Even so it took a moment for the creature to fall— slowly, as if the hard-muscled body had a force of its own beyond the shattered brain; and in that slow moment the others closed in.

The rifles went off and hit true, dropped two of them writhing to the ground; and Merritt found himself locked with another. He avoided a first slash at his arm and hit hard enough to stagger the creature. The returned blow came low in the side, a bruising pain. He ignored that and the breathless ache that followed, smashing with dogged fury at the fanged countenance that breathed so close to his face, until the grip weakened and the lifeless body sank down, hands dragging at his clothing even as it fell.

A rifle discharged again, dim in the thunder, collapsing another of the creatures over Jim's prostrate form; and Amos bent down to heave the dead thing off his son—Jim trying weakly to get to his feet. Merritt swaggered away from the support where he was leaning and started to help them, when the movement of lights still showed.

"Give me that gun," he said to Amos, trying to take the weapon, and could not—swayed on his feet when Amos jerked back on it. "They're out there by the dike," he insisted, pleading. "Amos, they're still out there."

"Stay with my boy," Amos said. "Get him out of here."

"Amos—" Merrill protested, but the elder Selby swore and pushed him roughly aside, began to run. Merritt tried to follow: the ache in his side was such that he could not run, his legs shaking under him. He brought up against one of the supports, and Amos had far outdistanced him by now. He staggered instead back to Jim, hauled him up. Jim tried to walk, tried to help him; he hastened, dragging the injured youth a limping course across the face of the dike, back again, to the base of the steps, upward.

A shot sounded feebly in the distance; and another.
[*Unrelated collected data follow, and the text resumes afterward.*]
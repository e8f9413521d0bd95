//! Scanline rendering: one background/window pass and one sprite pass
//! into the framebuffer row `LY`, both working on raw 2-bit tile colors.
//! The raw background line is kept around because sprite priority is
//! decided against the unpaletted color, not the displayed shade.

use arrayvec::ArrayVec;

use crate::{
    WIDTH,
    bus::{Bus, VIDEO_RAM},
    ppu::{LcdControl, Ppu},
};

const TILE_LENGTH: u16 = 16;
const MAX_SPRITES_PER_LINE: usize = 10;

bitflags::bitflags! {
    #[derive(Debug, Clone, Copy, PartialEq, Eq)]
    pub struct SpriteFlags: u8 {
        /// Hidden behind non-zero background colors.
        const BEHIND_BACKGROUND = 1 << 7;
        const Y_FLIP = 1 << 6;
        const X_FLIP = 1 << 5;
        const OBP1 = 1 << 4;
    }
}

#[derive(Clone, Copy)]
struct Sprite {
    y: u8,
    x: u8,
    tile: u8,
    flags: SpriteFlags,
}

impl From<[u8; 4]> for Sprite {
    fn from([y, x, tile, flags]: [u8; 4]) -> Self {
        Self {
            y,
            x,
            tile,
            flags: SpriteFlags::from_bits_truncate(flags),
        }
    }
}

fn vram(bus: &Bus, address: u16) -> u8 {
    bus.vram[usize::from(address - VIDEO_RAM)]
}

/// Unsigned ids index up from `0x8000`; signed ids center on `0x9000`.
fn tile_data_address(lcdc: LcdControl, id: u8) -> u16 {
    if lcdc.contains(LcdControl::TILE_DATA) {
        0x8000 + u16::from(id) * TILE_LENGTH
    } else {
        0x9000u16.wrapping_add_signed(i16::from(id.cast_signed()) * TILE_LENGTH as i16)
    }
}

/// Extracts the 2-bit color of column `fine_x` from a planar tile row.
fn tile_color(lo: u8, hi: u8, bit: u8) -> u8 {
    (hi >> bit & 1) << 1 | lo >> bit & 1
}

/// Maps a raw 2-bit color through BGP/OBP0/OBP1.
fn map_palette(palette: u8, color: u8) -> u8 {
    palette >> (color * 2) & 0b11
}

pub(super) fn render_scanline(ppu: &mut Ppu, bus: &Bus) {
    let mut raw_line = [0u8; WIDTH as usize];
    render_background(ppu, bus, &mut raw_line);
    render_sprites(ppu, bus, &raw_line);
}

fn render_background(ppu: &mut Ppu, bus: &Bus, raw_line: &mut [u8; WIDTH as usize]) {
    let lcdc = bus.lcd_control;
    let y = bus.ly;
    let window_x = i16::from(bus.wx) - 7;
    let mut window_used = false;

    for x in 0..WIDTH {
        let mut color = 0;
        if lcdc.contains(LcdControl::BG_ENABLE) {
            // window or background is decided per pixel
            let in_window = lcdc.contains(LcdControl::WINDOW_ENABLE)
                && y >= bus.wy
                && i16::from(x) >= window_x;

            let (map, px, py) = if in_window {
                window_used = true;
                (
                    lcdc.window_tile_map(),
                    (i16::from(x) - window_x) as u8,
                    ppu.window_line,
                )
            } else {
                // the 256x256 plane wraps on both axes
                (
                    lcdc.bg_tile_map(),
                    x.wrapping_add(ppu.latched_scx),
                    y.wrapping_add(ppu.latched_scy),
                )
            };

            let id = vram(bus, map + u16::from(py / 8) * 32 + u16::from(px / 8));
            let row = tile_data_address(lcdc, id) + u16::from(py & 7) * 2;
            let lo = vram(bus, row);
            let hi = vram(bus, row + 1);
            color = tile_color(lo, hi, 7 - (px & 7));
        }

        raw_line[usize::from(x)] = color;
        ppu.framebuffer[usize::from(y)][usize::from(x)] = map_palette(bus.bgp, color);
    }

    // the window line counter only advances on lines that showed it
    if window_used {
        ppu.window_line += 1;
    }
}

fn render_sprites(ppu: &mut Ppu, bus: &Bus, raw_line: &[u8; WIDTH as usize]) {
    let lcdc = bus.lcd_control;
    if !lcdc.contains(LcdControl::OBJ_ENABLE) {
        return;
    }
    let height: i16 = if lcdc.contains(LcdControl::OBJ_SIZE) { 16 } else { 8 };
    let y = i16::from(bus.ly);

    // first ten OAM entries covering this line, in OAM order
    let mut visible: ArrayVec<(u8, Sprite), MAX_SPRITES_PER_LINE> = ArrayVec::new();
    for index in 0..40u8 {
        let base = usize::from(index) * 4;
        let sprite = Sprite::from(<[u8; 4]>::try_from(&bus.oam[base..base + 4]).unwrap());
        let top = i16::from(sprite.y) - 16;
        if y >= top && y < top + height {
            visible.push((index, sprite));
            if visible.is_full() {
                break;
            }
        }
    }

    // lower X wins, OAM order breaks ties; drawing lowest priority first
    // lets the later writes overwrite
    visible.sort_unstable_by_key(|&(index, sprite)| (sprite.x, index));
    for &(_, sprite) in visible.iter().rev() {
        let left = i16::from(sprite.x) - 8;
        let mut row = (y - (i16::from(sprite.y) - 16)) as u8;
        if sprite.flags.contains(SpriteFlags::Y_FLIP) {
            row = height as u8 - 1 - row;
        }
        // tall sprites pair tiles; the id's low bit is ignored
        let tile = if height == 16 { sprite.tile & 0xfe } else { sprite.tile };

        let address = 0x8000 + u16::from(tile) * TILE_LENGTH + u16::from(row) * 2;
        let lo = vram(bus, address);
        let hi = vram(bus, address + 1);
        let palette = if sprite.flags.contains(SpriteFlags::OBP1) {
            bus.obp1
        } else {
            bus.obp0
        };

        for pixel in 0..8u8 {
            let x = left + i16::from(pixel);
            if !(0..i16::from(WIDTH)).contains(&x) {
                continue;
            }
            let bit = if sprite.flags.contains(SpriteFlags::X_FLIP) {
                pixel
            } else {
                7 - pixel
            };
            let color = tile_color(lo, hi, bit);
            if color == 0 {
                continue; // color zero is transparent
            }
            if sprite.flags.contains(SpriteFlags::BEHIND_BACKGROUND)
                && raw_line[x as usize] != 0
            {
                continue;
            }
            ppu.framebuffer[usize::from(bus.ly)][x as usize] = map_palette(palette, color);
        }
    }
}
pub const ROM_SIZE: usize = 0x8000;
const TITLE_RANGE: core::ops::Range<usize> = 0x134..0x144;

/// A no-mapper cartridge: up to 32 KiB of ROM mapped flat at
/// `0x0000..0x8000`. Bank-switching hardware is out of scope; writes into
/// the ROM range are mapper control and are dropped here.
#[derive(Clone)]
pub struct Cartridge {
    rom: [u8; ROM_SIZE],
}

impl Cartridge {
    /// Returns `None` if the image does not fit a 32 KiB no-mapper
    /// cartridge. Shorter images are padded with `0xff` (open bus).
    pub fn new(image: &[u8]) -> Option<Self> {
        if image.len() > ROM_SIZE {
            return None;
        }
        let mut rom = [0xff; ROM_SIZE];
        rom[..image.len()].copy_from_slice(image);
        Some(Self { rom })
    }

    pub fn read(&self, address: u16) -> u8 {
        self.rom[usize::from(address)]
    }

    pub fn write(&mut self, _address: u16, _value: u8) {}

    /// The ASCII title from the cartridge header, cut at the first NUL or
    /// non-printable byte.
    pub fn title(&self) -> &str {
        let raw = &self.rom[TITLE_RANGE];
        let len = raw
            .iter()
            .position(|&c| c == 0 || c < 32 || c > 126)
            .unwrap_or(raw.len());
        core::str::from_utf8(&raw[..len]).unwrap_or("")
    }
}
Merritt stopped and looked back, searching for the lights, heaved at Jim and the two of them climbed another turn of the trail, to open sky.

Another shot.

"He's still all right," Merritt.

Then incredibly there was a great flare of light, a belated shock of sound, and all that great pent-up tide crested white and poured toward the dam, washed up in one great wave and broke, crashed, thundered toward the flume supports and snapped them like kindling, boiling white at their stumps and churning over the unfinished spillway, eroding, ripping great quantities of rock away, widening the breach.
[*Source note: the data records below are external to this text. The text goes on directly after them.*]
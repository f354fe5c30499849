// grid.rs - Grid type for Conway's Game of Life

use std::collections::hash_map::DefaultHasher;
use std::fmt;
use std::hash::{Hash, Hasher};
use std::sync::Arc;

use rand::SeedableRng;
use rand::rngs::StdRng;

use crate::error::{LifeError, LifeResult};

// Default play area, matching the classic 50x50 board
pub const DEFAULT_WIDTH: usize  = 50;
pub const DEFAULT_HEIGHT: usize = 50;

/// Fixed-size rectangular board of live/dead cells.
///
/// Cells live in one row-major buffer behind an `Arc`: cloning a grid is a
/// pointer copy, and the first write to a shared buffer copies it.
#[derive(Clone, PartialEq, Eq, Hash)]
pub struct Grid {
    width: usize,
    height: usize,
    cells: Arc<Vec<bool>>,
}

impl Grid {
    /// All-dead grid. Both dimensions must be at least 1.
    pub fn new(width: usize, height: usize) -> LifeResult<Self> {
        let area = checked_area(width, height)?;
        Ok(Self {
            width,
            height,
            cells: Arc::new(vec![false; area]),
        })
    }

    /// Build a grid from a boolean matrix. Every row must have the same length.
    pub fn from_rows(rows: &[Vec<bool>]) -> LifeResult<Self> {
        let height = rows.len();
        let width = rows.first().map_or(0, Vec::len);
        let area = checked_area(width, height)?;

        let mut cells = Vec::with_capacity(area);
        for (index, row) in rows.iter().enumerate() {
            if row.len() != width {
                return Err(LifeError::Parse {
                    line: index + 1,
                    message: format!("row has {} cells, expected {}", row.len(), width),
                });
            }
            cells.extend_from_slice(row);
        }
        Ok(Self { width, height, cells: Arc::new(cells) })
    }

    /// Reassemble a grid from a buffer produced by the generation workers.
    pub(crate) fn from_buffer(width: usize, height: usize, cells: Vec<bool>) -> Self {
        debug_assert_eq!(cells.len(), width * height);
        Self { width, height, cells: Arc::new(cells) }
    }

    pub fn width(&self) -> usize {
        self.width
    }

    pub fn height(&self) -> usize {
        self.height
    }

    pub fn area(&self) -> usize {
        self.width * self.height
    }

    /// Liveness at `(row, col)`. Out-of-bounds coordinates read as dead.
    #[inline]
    pub fn get(&self, row: usize, col: usize) -> bool {
        row < self.height && col < self.width && self.cells[row * self.width + col]
    }

    /// Set liveness at `(row, col)`. Returns false and leaves the grid
    /// untouched when the coordinate is out of bounds.
    pub fn set(&mut self, row: usize, col: usize, alive: bool) -> bool {
        if row >= self.height || col >= self.width {
            return false;
        }
        let width = self.width;
        Arc::make_mut(&mut self.cells)[row * width + col] = alive;
        true
    }

    pub fn toggle(&mut self, row: usize, col: usize) -> bool {
        let alive = self.get(row, col);
        self.set(row, col, !alive)
    }

    pub fn clear(&mut self) {
        self.cells = Arc::new(vec![false; self.area()]);
    }

    /// One row of cells, or `None` past the last row.
    pub fn row(&self, row: usize) -> Option<&[bool]> {
        if row >= self.height {
            return None;
        }
        let start = row * self.width;
        self.cells.get(start..start + self.width)
    }

    pub fn rows(&self) -> impl Iterator<Item = &[bool]> {
        self.cells.chunks(self.width)
    }

    pub fn population(&self) -> usize {
        self.cells.iter().filter(|&&alive| alive).count()
    }

    /// True when no cell is alive.
    pub fn is_empty(&self) -> bool {
        !self.cells.iter().any(|&alive| alive)
    }

    /// `(row, col)` of every live cell in row-major order.
    pub fn live_cells(&self) -> impl Iterator<Item = (usize, usize)> + '_ {
        let width = self.width;
        self.cells
            .iter()
            .enumerate()
            .filter(|(_, alive)| **alive)
            .map(move |(index, _)| (index / width, index % width))
    }

    /// Clear the grid and bring exactly `min(count, area)` distinct cells to
    /// life, chosen uniformly from `seed`. The same seed always yields the
    /// same grid.
    pub fn scatter(&mut self, count: usize, seed: u64) -> usize {
        let area = self.area();
        let count = count.min(area);
        let mut rng = StdRng::seed_from_u64(seed);

        let mut cells = vec![false; area];
        for index in rand::seq::index::sample(&mut rng, area, count) {
            cells[index] = true;
        }
        self.cells = Arc::new(cells);
        count
    }

    /// Structural 64-bit hash of dimensions and contents.
    pub fn fingerprint(&self) -> u64 {
        let mut hasher = DefaultHasher::new();
        self.hash(&mut hasher);
        hasher.finish()
    }
}

// Both dimensions at least 1 and the cell count representable
fn checked_area(width: usize, height: usize) -> LifeResult<usize> {
    match width.checked_mul(height) {
        Some(area) if area > 0 => Ok(area),
        _ => Err(LifeError::InvalidDimension { width, height }),
    }
}

impl fmt::Debug for Grid {
    fn fmt(&self, f: &mut fmt::Formatter<'_>) -> fmt::Result {
        f.debug_struct("Grid")
            .field("width", &self.width)
            .field("height", &self.height)
            .field("population", &self.population())
            .finish()
    }
}

impl fmt::Display for Grid {
    fn fmt(&self, f: &mut fmt::Formatter<'_>) -> fmt::Result {
        f.write_str(&crate::text::render(self))
    }
}
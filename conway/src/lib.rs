// lib.rs - Conway's Game of Life with orientation-invariant life-form detection
//
// A grid is stepped in parallel row blocks, searched in parallel for every
// rotation and reflection of the canonical still lifes, oscillators and
// spaceships, and a sighting is declared stable once it persists for a
// class-specific number of generations.

pub mod config;
pub mod engine;
pub mod error;
pub mod experiment;
pub mod grid;
pub mod history;
pub mod matcher;
pub mod neighbors;
pub mod patterns;
pub mod pool;
pub mod stability;
pub mod text;
pub mod variants;

pub use config::ExperimentConfig;
pub use engine::{GenerationEngine, RunSummary};
pub use error::{LifeError, LifeResult};
pub use experiment::{
    Advance, Confirmation, Detector, ExperimentCoordinator, ExperimentOutcome, ExperimentReport,
    Phase, TrialOutcome, TrialRecord, TrialSeeds,
};
pub use grid::Grid;
pub use history::CycleDetector;
pub use matcher::PatternMatcher;
pub use patterns::{PATTERNS, Pattern, PatternClass};
pub use pool::WorkerPool;
pub use stability::{Observation, StabilityTracker};
pub use variants::Shape;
"Dad," Jim was saying, over and over again, and Merritt finally pulled him back, drew him away and up the trail, step by slow step. Sometimes he had to rest, to ease the ache in his side, and it was a long time before they reached the rim.

There he had to stop, sank to his knees and let Jim down, gasped for breath and touched at Jim's blank face.

"Jim. Jim, you hear me?"

Jim murmured something and tried to move.

"Jim, there's no place left. We've got to make it to the station, whatever's there. You understand me? They're all over these woods. Can you hold yourself up?"

For answer Jim tried to rise again, and Merritt made to help him; his hand closed on Jim's arm and Jim made an animal sound of pain, steadied himself, made drunken steps.

By now the pain in his own side had taken on a steady pulse: he was bleeding, he thought, remembered that the one who had attacked him had had a knife and did not want to feel to know. It was not a killing wound; he was still on his feet and a killing wound ought to be numb—he had heard that somewhere in his youth and chose now to believe it. He took a better grip about Jim and turned for the forest road, the way back to the station, putting from his mind what they might meet there, or how many of the People might be left.